The
mass spectra of the extracted AHLs were similar to the corresponding synthetic compounds. Quantitative analysis by LC-MS/MS of the AHLs produced by GG2 over a 24 h period revealed that 3-hydroxy-C12-HSL was the most abundant AHL produced by GG2 which attains a maximum level after 12 h growth, but is almost undetectable GS1101 after 24 h (data not shown). Figure 3 Mass spectra of the AHLs produced by GG2. Extracts from spent culture supernatants of GG2 were analysed by LC-MS/MS. The fragment ion at m/z 102 is characteristic of the homoserine lactone ring (A and B). By comparison with the corresponding synthetic AHL standards (C and D) the precursor ion of m/z 298.2 and fragment ion of m/z 197.2 demonstrate the presence NSC 683864 research buy of 3-oxo-C12-HSL (A) whereas the precursor ion of m/z 282.2 (which corresponds to [M-H2O]) and fragment ion of m/z 181.2 are characteristic for 3-hydroxy-C12-HSL (B). AU: Absorbance unit. LC-MS/MS analysis of GG4 supernatants confirmed the presence of 3-oxo-C6-HSL (precursor ion m/z 214.2 [M+H]; fragment ions m/z 113.0, 102.0); C8-HSL (precursor ion m/z 228.2 [M+H]; fragment ions m/z 109.1, 102.0), 3-hydroxy-C8-HSL (precursor ion m/z 226.2 [M-H2O]; fragment ions m/z 125.1, 102.0) and C9-HSL (precursor ion m/z 242.2 [M-H2O]; fragment ions m/z 142.2, 102.1) (Additional File 1). The mass
spectra of the extracted AHLs were indistinguishable from the corresponding synthetic compounds (Additional File 1). QQ biocontrol activity of the ginger rhizosphere isolates To determine whether any of the three ginger rhizosphere bacterial isolates were capable of quenching virulence factor production in human (P. aeruginosa) and plant (Er. carotovora) Levetiracetam pathogens which utilize different AHLs, we undertook GS-9973 co-culture experiments.

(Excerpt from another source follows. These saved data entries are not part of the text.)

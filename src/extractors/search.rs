use async_trait::async_trait;
use serde_json::Value;
use std::time::Duration;

use super::{run_yt_dlp, SearchHit, SearchProvider};
use crate::config::ExtractorConfig;
use crate::utils::format_duration;
use crate::Result;

/// Ranked YouTube search through yt-dlp's `ytsearchN:` pseudo-URLs
pub struct YtDlpSearch {
    yt_dlp_path: String,
    watch_base: String,
    timeout: Duration,
}

impl YtDlpSearch {
    pub fn new(config: &ExtractorConfig, watch_base: impl Into<String>) -> Self {
        Self {
            yt_dlp_path: config.yt_dlp_path.clone(),
            watch_base: watch_base.into(),
            timeout: config.lookup_timeout(),
        }
    }

    fn parse_results(&self, json: &Value) -> Vec<SearchHit> {
        let empty = vec![];
        json["entries"]
            .as_array()
            .unwrap_or(&empty)
            .iter()
            .filter_map(|entry| self.parse_entry(entry))
            .collect()
    }

    fn parse_entry(&self, entry: &Value) -> Option<SearchHit> {
        let id = entry["id"].as_str().filter(|id| !id.is_empty())?.to_string();
        let title = entry["title"].as_str()?.to_string();

        let duration = entry["duration"]
            .as_f64()
            .filter(|d| *d >= 0.0)
            .map(|d| format_duration(d as u64));

        // yt-dlp lists thumbnails smallest first
        let thumbnails = entry["thumbnails"]
            .as_array()
            .map(|thumbs| {
                thumbs
                    .iter()
                    .rev()
                    .filter_map(|t| t["url"].as_str())
                    .map(strip_query)
                    .collect()
            })
            .unwrap_or_default();

        let link = entry["url"]
            .as_str()
            .filter(|url| url.starts_with("http"))
            .map(str::to_string)
            .unwrap_or_else(|| format!("{}{}", self.watch_base, id));

        Some(SearchHit {
            title,
            duration,
            thumbnails,
            id,
            link,
        })
    }
}

fn strip_query(url: &str) -> String {
    url.split('?').next().unwrap_or(url).to_string()
}

#[async_trait]
impl SearchProvider for YtDlpSearch {
    async fn search(&self, query: &str, limit: usize) -> Result<Vec<SearchHit>> {
        tracing::debug!("Searching for: {} (limit {})", query, limit);

        let args = vec![
            "--flat-playlist".to_string(),
            "--dump-single-json".to_string(),
            "--no-warnings".to_string(),
            format!("ytsearch{}:{}", limit.max(1), query),
        ];

        let stdout = run_yt_dlp(&self.yt_dlp_path, &args, self.timeout).await?;
        let json: Value = serde_json::from_slice(&stdout)?;

        let mut hits = self.parse_results(&json);
        hits.truncate(limit.max(1));
        Ok(hits)
    }
}
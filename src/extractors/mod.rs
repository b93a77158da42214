use async_trait::async_trait;
use serde::{Deserialize, Serialize};
use serde_json::Value;
use std::fmt;
use std::path::PathBuf;
use std::process::Stdio;
use std::time::Duration;
use tokio::process::Command;

pub mod search;
pub mod youtube;

pub use search::YtDlpSearch;
pub use youtube::YtDlpExtractor;

use crate::utils::last_error_line;
use crate::Result;

/// What the caller wants to play
#[derive(Debug, Clone, Copy, PartialEq, Eq, Hash, Serialize, Deserialize)]
#[serde(rename_all = "lowercase")]
pub enum MediaKind {
    Audio,
    Video,
}

impl MediaKind {
    pub fn as_str(&self) -> &'static str {
        match self {
            MediaKind::Audio => "audio",
            MediaKind::Video => "video",
        }
    }

    /// Container the local extractor normalizes downloads to
    pub fn extension(&self) -> &'static str {
        match self {
            MediaKind::Audio => "mp3",
            MediaKind::Video => "mp4",
        }
    }
}

impl fmt::Display for MediaKind {
    fn fmt(&self, f: &mut fmt::Formatter<'_>) -> fmt::Result {
        f.write_str(self.as_str())
    }
}

/// One ranked search result
#[derive(Debug, Clone, PartialEq, Serialize, Deserialize)]
pub struct SearchHit {
    pub title: String,

    /// Display duration ("3:33", "1:02:03"); `None` for live streams
    pub duration: Option<String>,

    /// Thumbnail URLs, best first, without query strings
    pub thumbnails: Vec<String>,

    pub id: String,

    /// Canonical watch link
    pub link: String,
}

/// Metadata from a flat (metadata-only) extractor run
#[derive(Debug, Clone, PartialEq, Serialize, Deserialize)]
pub struct ExtractedInfo {
    pub id: String,
    pub title: Option<String>,
    /// Seconds
    pub duration: Option<f64>,
    pub thumbnail: Option<String>,
}

impl ExtractedInfo {
    /// Read extractor JSON; containers (search results, playlists) yield their first entry
    pub fn from_json(value: &Value) -> Option<Self> {
        let info = match value.get("entries").and_then(Value::as_array) {
            Some(entries) => entries.first()?,
            None => value,
        };

        let id = info["id"].as_str().filter(|id| !id.is_empty())?.to_string();

        let thumbnail = info["thumbnail"]
            .as_str()
            .map(str::to_string)
            .or_else(|| {
                info["thumbnails"]
                    .as_array()
                    .and_then(|thumbs| thumbs.last())
                    .and_then(|thumb| thumb["url"].as_str())
                    .map(str::to_string)
            });

        Some(Self {
            id,
            title: info["title"].as_str().map(str::to_string),
            duration: info["duration"].as_f64().filter(|d| *d >= 0.0),
            thumbnail,
        })
    }
}

/// A downloadable format as listed by the extractor
#[derive(Debug, Clone, PartialEq, Serialize, Deserialize)]
pub struct FormatInfo {
    pub format: String,
    pub format_id: String,
    pub ext: String,
    pub format_note: Option<String>,
    pub filesize: Option<u64>,
}

/// Everything the local extractor needs for one download
#[derive(Debug, Clone)]
pub struct DownloadRequest {
    /// Link or synthesized search query
    pub target: String,
    pub kind: MediaKind,
    pub output_dir: PathBuf,
    pub cookies: Option<PathBuf>,
    pub player_client: String,
    pub timeout: Duration,
}

impl DownloadRequest {
    /// Where the extractor will leave the file for a given video id
    pub fn predicted_path(&self, video_id: &str) -> PathBuf {
        self.output_dir
            .join(format!("{}.{}", video_id, self.kind.extension()))
    }
}

/// Result of a completed local download
#[derive(Debug, Clone, PartialEq, Eq)]
pub struct DownloadedMedia {
    pub id: String,
    pub path: PathBuf,
}

/// Capability to rank videos for a query
#[cfg_attr(test, mockall::automock)]
#[async_trait]
pub trait SearchProvider: Send + Sync {
    /// Ranked results for `query`, at most `limit` of them
    async fn search(&self, query: &str, limit: usize) -> Result<Vec<SearchHit>>;
}

/// Trait for the bulk media extraction backend
#[cfg_attr(test, mockall::automock)]
#[async_trait]
pub trait MediaExtractor: Send + Sync {
    /// Metadata-only lookup of a link or search target
    async fn flat_lookup(&self, target: &str, cookies: Option<PathBuf>) -> Result<ExtractedInfo>;

    /// Downloadable formats of a link
    async fn list_formats(&self, target: &str, cookies: Option<PathBuf>) -> Result<Vec<FormatInfo>>;

    /// Direct media URL for a link, without downloading
    async fn stream_url(&self, target: &str, cookies: Option<PathBuf>) -> Result<String>;

    /// Download to disk. Blocks the calling thread; run it on the blocking pool.
    fn download(&self, request: &DownloadRequest) -> Result<DownloadedMedia>;
}

/// Run yt-dlp with a per-call timeout and return its stdout
pub(crate) async fn run_yt_dlp(binary: &str, args: &[String], timeout: Duration) -> Result<Vec<u8>> {
    tracing::debug!("Running {} {}", binary, args.join(" "));

    let child = Command::new(binary)
        .args(args)
        .stdout(Stdio::piped())
        .stderr(Stdio::piped())
        .kill_on_drop(true)
        .output();

    let output = tokio::time::timeout(timeout, child)
        .await
        .map_err(|_| anyhow::anyhow!("{} timed out after {}s", binary, timeout.as_secs()))??;

    if !output.status.success() {
        anyhow::bail!("{} failed: {}", binary, last_error_line(&output.stderr));
    }

    Ok(output.stdout)
}

#[cfg(test)]
mod tests {
    use super::*;
    use serde_json::json;

    #[test]
    fn test_extracted_info_from_single_video() {
        let value = json!({
            "id": "dQw4w9WgXcQ",
            "title": "Never Gonna Give You Up",
            "duration": 213.0,
            "thumbnail": "https://i.ytimg.com/vi/dQw4w9WgXcQ/maxresdefault.jpg"
        });

        let info = ExtractedInfo::from_json(&value).unwrap();
        assert_eq!(info.id, "dQw4w9WgXcQ");
        assert_eq!(info.title.as_deref(), Some("Never Gonna Give You Up"));
        assert_eq!(info.duration, Some(213.0));
    }

    #[test]
    fn test_extracted_info_takes_first_entry() {
        let value = json!({
            "_type": "playlist",
            "entries": [
                {"id": "first", "title": "First", "duration": null,
                 "thumbnails": [{"url": "https://i.ytimg.com/vi/first/default.jpg"},
                                {"url": "https://i.ytimg.com/vi/first/hqdefault.jpg"}]},
                {"id": "second", "title": "Second"}
            ]
        });

        let info = ExtractedInfo::from_json(&value).unwrap();
        assert_eq!(info.id, "first");
        assert_eq!(info.duration, None);
        assert_eq!(
            info.thumbnail.as_deref(),
            Some("https://i.ytimg.com/vi/first/hqdefault.jpg")
        );
    }

    #[test]
    fn test_extracted_info_rejects_empty_results() {
        assert_eq!(ExtractedInfo::from_json(&json!({"entries": []})), None);
        assert_eq!(ExtractedInfo::from_json(&json!({"title": "no id"})), None);
    }

    #[test]
    fn test_predicted_path_uses_kind_extension() {
        let request = DownloadRequest {
            target: "https://www.youtube.com/watch?v=abc".into(),
            kind: MediaKind::Video,
            output_dir: PathBuf::from("downloads"),
            cookies: None,
            player_client: "ios".into(),
            timeout: Duration::from_secs(1),
        };
        assert_eq!(request.predicted_path("abc"), PathBuf::from("downloads/abc.mp4"));
    }

    #[tokio::test]
    async fn test_run_yt_dlp_reports_missing_binary() {
        let result = run_yt_dlp(
            "definitely-not-a-real-yt-dlp-binary",
            &["--version".to_string()],
            Duration::from_secs(5),
        )
        .await;
        assert!(result.is_err());
    }
}
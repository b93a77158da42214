use assert_cmd::Command;
use predicates::prelude::*;

fn resolver() -> Command {
    let mut cmd = Command::cargo_bin("resolver").unwrap();
    cmd.env_remove("RUST_LOG");
    cmd
}

#[test]
fn test_normalize_short_link() {
    resolver()
        .args(["normalize", "https://youtu.be/dQw4w9WgXcQ?si=share"])
        .assert()
        .success()
        .stdout(predicate::str::contains("dQw4w9WgXcQ"))
        .stdout(predicate::str::contains("https://www.youtube.com/watch?v=dQw4w9WgXcQ"));
}

#[test]
fn test_normalize_json() {
    let output = resolver()
        .args(["normalize", "--format", "json", "https://www.youtube.com/watch?v=abc&list=RD"])
        .output()
        .unwrap();
    assert!(output.status.success());

    let json: serde_json::Value = serde_json::from_slice(&output.stdout).unwrap();
    assert_eq!(json["canonical_id"], "abc");
    assert_eq!(json["raw_input"], "https://www.youtube.com/watch?v=abc&list=RD");
}

#[test]
fn test_normalize_free_text() {
    resolver()
        .args(["normalize", "--format", "json", "lofi hip hop"])
        .assert()
        .success()
        .stdout(predicate::str::contains("\"canonical_url\": null"));
}

#[test]
fn test_unknown_subcommand_fails() {
    resolver().arg("enqueue").assert().failure();
}

#[test]
fn test_help_lists_commands() {
    resolver()
        .arg("--help")
        .assert()
        .success()
        .stdout(predicate::str::contains("acquire"))
        .stdout(predicate::str::contains("details"));
}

Figure 4A shows that Acinetobacter GG2 and Burkholderia GG4 both reduced elastase production approximately two-fold when compared to the P. aeruginosa PAO1 control whereas
the Klebsiella strain Se14 was the most effective, reducing elastase levels about 16-fold. None of the QQ bacteria inhibited the growth of P. aeruginosa which reached a similar viable count in co-culture as was attained in monoculture (data not shown). GG2 and Se14 both effectively reduced the expression of lecA in P. aeruginosa although GG4 had comparatively little effect (Figure 4B). Figure 4 Quenching of elastase production and lecA expression in P. aeruginosa by ginger rhizosphere strains. (A) Elastase production by P. aeruginosa following monoculture (PAO1) or in co-culture with GG2 (PAO1+GG2), GG4 (PAO1+GG4) or Se14 (PAO1+Se14) at a starting inoculum ratio of 1:1 for 24 h. (B) Expression of a lecA::lux fusion following monoculture or co-culture of P. aeruginosa PAO1 with GG2, GG4 or Se14 at a starting inoculum ratio of 1:1 for 24 h. The data are presented as RLU/OD to account for any differences in growth. The QQ potential of GG2, GG4 and Se14 for attenuating the 3-oxo-C6-HSL-dependent pectinolytic activity of Er.